Believe it or not, there are not that many things that can go wrong with a mic. There’s an element, a circuit and/or transformer and a connector.  Depending on the type of mic, different symptoms can mean different things. 

A good first step is to make sure the problem IS the mic and not the mic preamp. Plug in a similar type of mic and verify that it does not have the same problem. 

Hum – 

Condenser mics are extremely susceptible to hum pickup. Inside that body, they are converting a very weak high impedance signal from a capsule to a signal capable of driving a low impedance input on your mic preamp.  Hum almost always means that the body shielding has lost some integrity. Very often this is simply some oxidation on where the various pieces of the body fasten together.  The idea is to have a very good connection from pin 1 of the XLR through all of the body and headbasket parts.  It’s usually possible to take the body apart and clean the edges and surfaces. You can even take a scotch brite pad to the edges.  Normally, this will solve the hum.   If the hum continues or is intermittent, it may be that the circuit board is not making a good grounding contact for some reason. This might get a little harder to figure out on your own.

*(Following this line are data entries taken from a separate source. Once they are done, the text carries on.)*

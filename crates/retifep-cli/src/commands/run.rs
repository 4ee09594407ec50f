use crate::cli::RunArgs;
use crate::config::{PartialRunConfig, RunPlan};
use crate::error::{CliError, Result};
use crate::output::{self, ComponentTable};
use crate::utils::progress::CliProgressHandler;
use retifep::core::io::{json::JsonSystemFile, traits::MolecularFile};
use retifep::core::perturbation::table::PerturbationTable;
use retifep::engine::checkpoint;
use retifep::engine::error::EngineError;
use retifep::engine::progress::ProgressReporter;
use retifep::engine::replica::ReplicaEnsemble;
use retifep::engine::sampler::RigidBodyMonteCarlo;
use retifep::workflows;
use std::ops::ControlFlow;
use std::path::{Path, PathBuf};
use tracing::{info, warn};

pub const DEFAULT_CHECKPOINT: &str = "checkpoint.json";

pub fn run(args: RunArgs) -> Result<()> {
    let partial_config = match &args.config {
        Some(path) => PartialRunConfig::from_file(path)?,
        None => PartialRunConfig::default(),
    };
    info!("Merging configuration from file and CLI arguments...");
    let RunPlan { config, blocks } = partial_config.merge_with_cli(&args)?;

    std::fs::create_dir_all(&args.output)?;
    let checkpoint_path = args
        .checkpoint
        .clone()
        .unwrap_or_else(|| args.output.join(DEFAULT_CHECKPOINT));

    let progress_handler = CliProgressHandler::new();
    let reporter = ProgressReporter::with_callback(progress_handler.get_callback());

    let mut ensemble = match &args.restart {
        Some(restart) => {
            info!("Restarting from checkpoint {:?}", restart);
            let ensemble = checkpoint::load(restart).map_err(EngineError::from)?;
            if ensemble.schedule() != &config.schedule || ensemble.sampling() != &config.sampling {
                warn!(
                    "Schedule and sampling settings are taken from the checkpoint; \
                     overrides other than the block count are ignored on restart."
                );
            }
            ensemble
        }
        None => prepare_new(&args, &config, &reporter)?,
    };

    println!(
        "Sampling {} block(s) over {} λ window(s), starting at block {}...",
        blocks,
        ensemble.windows().len(),
        ensemble.blocks_completed() + 1
    );

    let components_path = args.output.join(output::COMPONENTS_FILE);
    let mut components = ComponentTable::open(&components_path, args.restart.is_some())?;
    let sampler = RigidBodyMonteCarlo::new(ensemble.sampling());

    // The component table cannot fail the engine, so its errors are carried out separately.
    let mut table_error: Option<CliError> = None;
    let completed = workflows::reti::run(
        &mut ensemble,
        &sampler,
        blocks,
        Some(&checkpoint_path),
        &reporter,
        |ensemble, report| {
            if let Err(e) = components.write_block(ensemble, report) {
                table_error = Some(e);
                return Ok(ControlFlow::Break(()));
            }
            Ok(ControlFlow::Continue(()))
        },
    )?;
    if let Some(e) = table_error {
        return Err(e);
    }
    info!(completed, "Sampling complete.");

    finish(&args.output, &ensemble, &reporter)?;
    println!("Checkpoint written to: {}", checkpoint_path.display());
    Ok(())
}

fn prepare_new(
    args: &RunArgs,
    config: &retifep::engine::config::RunConfig,
    reporter: &ProgressReporter,
) -> Result<ReplicaEnsemble> {
    let system_path = required(&args.system, "--system")?;
    let perturbation_path = required(&args.perturbation, "--perturbation")?;

    info!("Loading molecular system from {:?}", system_path);
    let system =
        JsonSystemFile::read_from_path(system_path).map_err(|e| CliError::FileParsing {
            path: system_path.to_path_buf(),
            source: e.into(),
        })?;

    info!("Loading perturbation table from {:?}", perturbation_path);
    let table = PerturbationTable::load(perturbation_path, args.bonded.as_deref())
        .map_err(EngineError::from)?;

    Ok(workflows::reti::prepare(&system, &table, config, reporter)?)
}

fn required<'a>(value: &'a Option<PathBuf>, flag: &str) -> Result<&'a Path> {
    value
        .as_deref()
        .ok_or_else(|| CliError::Argument(format!("{flag} is required unless --restart is given")))
}

fn finish(dir: &Path, ensemble: &ReplicaEnsemble, reporter: &ProgressReporter) -> Result<()> {
    let report = workflows::reti::analyze(ensemble, reporter)?;
    output::write_analysis(dir, ensemble, &report)?;
    output::print_summary(&report);
    println!("Tables written to: {}", dir.display());
    Ok(())
}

In the case of Tube mics, another likely culprit is the power supply itself. It probably has a failing filter cap.  One hint to this is if the tone actually sounds more like 120/100Hz rather than 60/50 Hz.  If so, it is definitely a power supply problem because you are hearing full wave rectified AC mains.

Hiss – 

In my experience, this is always the result of one of the zener diodes failing in a Condenser Mic. Depending on the design, there is at least one zener for the power supply and additional ones for hot-plugging protection (see above).  Any one of those could be the culprit but in my experience, it’s always been one of the protection diodes. If you have some basic soldering and desoldering skills, these are not hard to replace. The protection diodes are typically 6.2v.  You could also just try removing them (and then be extra careful about hot-plugging).

Whistle – 

This is a strange and interesting one.  Many transformerless condenser mics actually have an oscillator in them. This is used to step up the voltage to polarize the capsule.  That oscillator runs at around 2 Megahertz so you should never hear it. But sometimes, a problem with the oscillator circuit can cause it to produce a component in the audio range. Another strange thing that can happen is if some of that oscillator tone leaks into ground, it can cause interference with other mics.  If the two mics’ oscillators are within 20KHz of each other, you may be hearing a difference frequency.

Low Output – 

If a condenser mic suddenly has a low output, there are a few possibilities but before we look at the mic, remember the part above about checking the preamp. This could be a problem with low phantom power voltage. Some mics perform very poorly with low p48. I had a Behringer device on my bench that on a good day would only put out about 14 volts! Most of my mics worked ok, but I had an oktava that was totally silent.

Assuming it’s the mic, this is probably not good news. It might be the capsule itself. If the mic has a pattern switch, flip it to omni mode and see if the output is still low. If not, it probably means that the front diaphragm of the capsule has failed.  Otherwise, we’re into the circuit (or transformer) and this is probably a job for a tech.If a condenser mic has a low output on power-up, give it a minute to warm up. I mean this for non-tube mics too. Some mics (like the Rode NT2) have a very slow charge up time for polarizing the capsule. Until I learned that, I thought I broke a customer’s mic – it was silent on power-up.  The NT2 takes 70 seconds to fully charge the capsule!